Un sommeil proche du notre
Quand j’observe des chiens dormir, je vois parfois ses pattes bouger, ses moustaches frémir ou ses paupières trembler derrière lesquelles les globes oculaires se déplacent. Ces signes m’ont toujours paru être la trace d’une vie intérieure intense, et la science moderne confirme que ces mouvements traduisent bien des états cérébraux structurés : le sommeil des chiens se compose de phases distinctes, y compris un sommeil paradoxal comparable au REM humain, et ces états peuvent être enregistrés et analysés par des enregistrements non invasifs. Les protocoles de polysomnographie adaptés aux chiens ont été développés et validés, ce qui permet aujourd’hui d’affirmer que l’architecture du sommeil canin est une alternance de somnolence, de sommeil lent (NREM) et de sommeil paradoxal (REM) est suffisamment proche de la nôtre pour envisager des processus analogues comme la consolidation mnésique pendant la nuit.
Signes visibles et preuves électrophysiologiques
Les mouvements et les vocalisations pendant le sommeil correspondent souvent à des périodes de REM ou à des micro-activations motrices.

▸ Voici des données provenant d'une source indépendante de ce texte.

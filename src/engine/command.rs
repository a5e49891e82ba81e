//! TR-007: Command model.
//!
//! A validated view over one command plus the id index of the whole devfile.
//! Construction fails fast on a malformed command, a dangling composite
//! reference or a composite cycle; no invalid model is ever returned.
//!
//! Parallel composites run one scoped thread per sub-command. All of them run
//! to completion; failures are collected on a bounded channel and reported
//! together.

use super::component::{is_blank, ComponentModel};
use super::Handler;
use crate::core::error::EngineError;
use crate::core::types::{Command, CommandKind, CompositeCommand, Devfile};
use rustc_hash::{FxHashMap, FxHashSet};
use std::sync::Arc;

/// Lowercased command id → command.
pub type CommandIndex<'a> = FxHashMap<String, &'a Command>;

pub fn build_index(devfile: &Devfile) -> CommandIndex<'_> {
    devfile.commands.iter().map(|c| (c.key(), c)).collect()
}

#[derive(Debug, Clone)]
pub struct CommandModel<'a> {
    devfile: &'a Devfile,
    command: &'a Command,
    index: Arc<CommandIndex<'a>>,
}

impl<'a> CommandModel<'a> {
    pub fn new(devfile: &'a Devfile, command: &'a Command) -> Result<Self, EngineError> {
        let model = Self {
            devfile,
            command,
            index: Arc::new(build_index(devfile)),
        };
        model.check_validity()?;
        Ok(model)
    }

    pub fn command(&self) -> &'a Command {
        self.command
    }

    pub fn id(&self) -> &str {
        &self.command.id
    }

    /// Check this command's own fields and, for a composite, the whole graph
    /// below it for cycles.
    pub fn check_validity(&self) -> Result<(), EngineError> {
        self.check_fields()?;
        if let CommandKind::Composite(_) = &self.command.kind {
            self.check_cycle()?;
        }
        Ok(())
    }

    fn check_fields(&self) -> Result<(), EngineError> {
        let invalid = |reason: &str| EngineError::InvalidCommand {
            id: self.command.id.clone(),
            reason: reason.to_string(),
        };
        match &self.command.kind {
            CommandKind::Exec(exec) => {
                if is_blank(&exec.component) {
                    return Err(invalid("exec command requires a component"));
                }
                if is_blank(&exec.command_line) {
                    return Err(invalid("exec command requires a commandLine"));
                }
            }
            CommandKind::Apply(apply) => {
                if is_blank(&apply.component) {
                    return Err(invalid("apply command requires a component"));
                }
            }
            CommandKind::Composite(composite) => {
                for sub in &composite.commands {
                    if !self.index.contains_key(&sub.to_lowercase()) {
                        return Err(EngineError::MissingSubCommand {
                            composite: self.command.id.clone(),
                            missing: sub.clone(),
                        });
                    }
                }
            }
        }
        Ok(())
    }

    /// Depth-first walk of the composite graph. `path` holds the ids on the
    /// current branch; `done` the keys whose sub-graph is known acyclic, so
    /// each composite is expanded once.
    fn check_cycle(&self) -> Result<(), EngineError> {
        let mut path = vec![self.command.id.clone()];
        let mut done = FxHashSet::default();
        self.visit(self.command, &mut path, &mut done)
    }

    fn visit(
        &self,
        command: &Command,
        path: &mut Vec<String>,
        done: &mut FxHashSet<String>,
    ) -> Result<(), EngineError> {
        let CommandKind::Composite(composite) = &command.kind else {
            return Ok(());
        };
        for sub in &composite.commands {
            let key = sub.to_lowercase();
            if done.contains(&key) {
                continue;
            }
            if path.iter().any(|id| id.eq_ignore_ascii_case(sub)) {
                let mut chain = path.clone();
                chain.push(sub.clone());
                return Err(EngineError::CompositeCycle {
                    id: self.command.id.clone(),
                    chain,
                });
            }
            if let Some(next) = self.index.get(&key) {
                path.push(sub.clone());
                self.visit(next, path, done)?;
                path.pop();
            }
        }
        done.insert(command.key());
        Ok(())
    }

    /// Model for a sub-command, sharing the index. The root already walked
    /// the graph for cycles; only the sub-command's own fields are checked.
    fn sub_command(&self, id: &str) -> Result<CommandModel<'a>, EngineError> {
        let command = self
            .index
            .get(&id.to_lowercase())
            .copied()
            .ok_or_else(|| EngineError::MissingSubCommand {
                composite: self.command.id.clone(),
                missing: id.to_string(),
            })?;
        let model = Self {
            devfile: self.devfile,
            command,
            index: Arc::clone(&self.index),
        };
        model.check_fields()?;
        Ok(model)
    }

    pub fn execute(&self, handler: &dyn Handler) -> Result<(), EngineError> {
        match &self.command.kind {
            CommandKind::Exec(_) => {
                tracing::info!(command = %self.command.id, "executing command");
                handler.execute(self.command).map_err(EngineError::Handler)
            }
            CommandKind::Apply(apply) => {
                let name = apply.component.as_deref().unwrap_or_default();
                let matches = self.devfile.components_named(name);
                let component = match matches.as_slice() {
                    [] => {
                        return Err(EngineError::ComponentNotExist {
                            name: name.to_string(),
                        })
                    }
                    [one] => *one,
                    _ => {
                        return Err(EngineError::ComponentsWithSameName {
                            name: name.to_string(),
                        })
                    }
                };
                tracing::info!(command = %self.command.id, component = name, "applying component");
                ComponentModel::new(component)?.apply(handler)
            }
            CommandKind::Composite(composite) if composite.is_parallel() => {
                self.execute_parallel(composite, handler)
            }
            CommandKind::Composite(composite) => {
                tracing::info!(
                    command = %self.command.id,
                    steps = composite.commands.len(),
                    "executing sequential composite"
                );
                for sub in &composite.commands {
                    self.sub_command(sub)?.execute(handler)?;
                }
                Ok(())
            }
        }
    }

    fn execute_parallel(
        &self,
        composite: &CompositeCommand,
        handler: &dyn Handler,
    ) -> Result<(), EngineError> {
        let subs = composite
            .commands
            .iter()
            .map(|id| self.sub_command(id))
            .collect::<Result<Vec<_>, _>>()?;
        let total = subs.len();
        tracing::info!(command = %self.command.id, tasks = total, "executing parallel composite");

        let (tx, rx) = crossbeam_channel::bounded(total);
        std::thread::scope(|scope| {
            for sub in &subs {
                let tx = tx.clone();
                scope.spawn(move || {
                    if let Err(err) = sub.execute(handler) {
                        tracing::warn!(command = %sub.id(), error = %err, "parallel sub-command failed");
                        // Capacity equals the task count, so this never blocks.
                        let _ = tx.send(err);
                    }
                });
            }
        });
        drop(tx);

        let failures: Vec<EngineError> = rx.try_iter().collect();
        if failures.is_empty() {
            Ok(())
        } else {
            Err(EngineError::ParallelExecutionFailed {
                id: self.command.id.clone(),
                total,
                failures,
            })
        }
    }
}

Les enregistrements électroencéphalogrammes (EEG) montrent que durant certaines phases les ondes cérébrales du chien ressemblent à celles observées chez l’humain et chez d’autres mammifères quand surviennent des activités oniriques : périodes de faible tonus musculaire alternant avec des épisodes de mouvements phasiques, et signatures spectrales particulières qui sont associées au traitement de l’information durant le repos. Des études expérimentales ont montré que ces caractéristiques électrophysiologiques ne sont pas anodines : chez le chien, certains transitoires EEG observés pendant le sommeil non-REM prédisent la performance d’apprentissage au réveil, ce qui implique une fonction cognitive active du sommeil et renforce l’idée que les chiens « rejouent » ou réorganisent des expériences vécues pendant l’éveil.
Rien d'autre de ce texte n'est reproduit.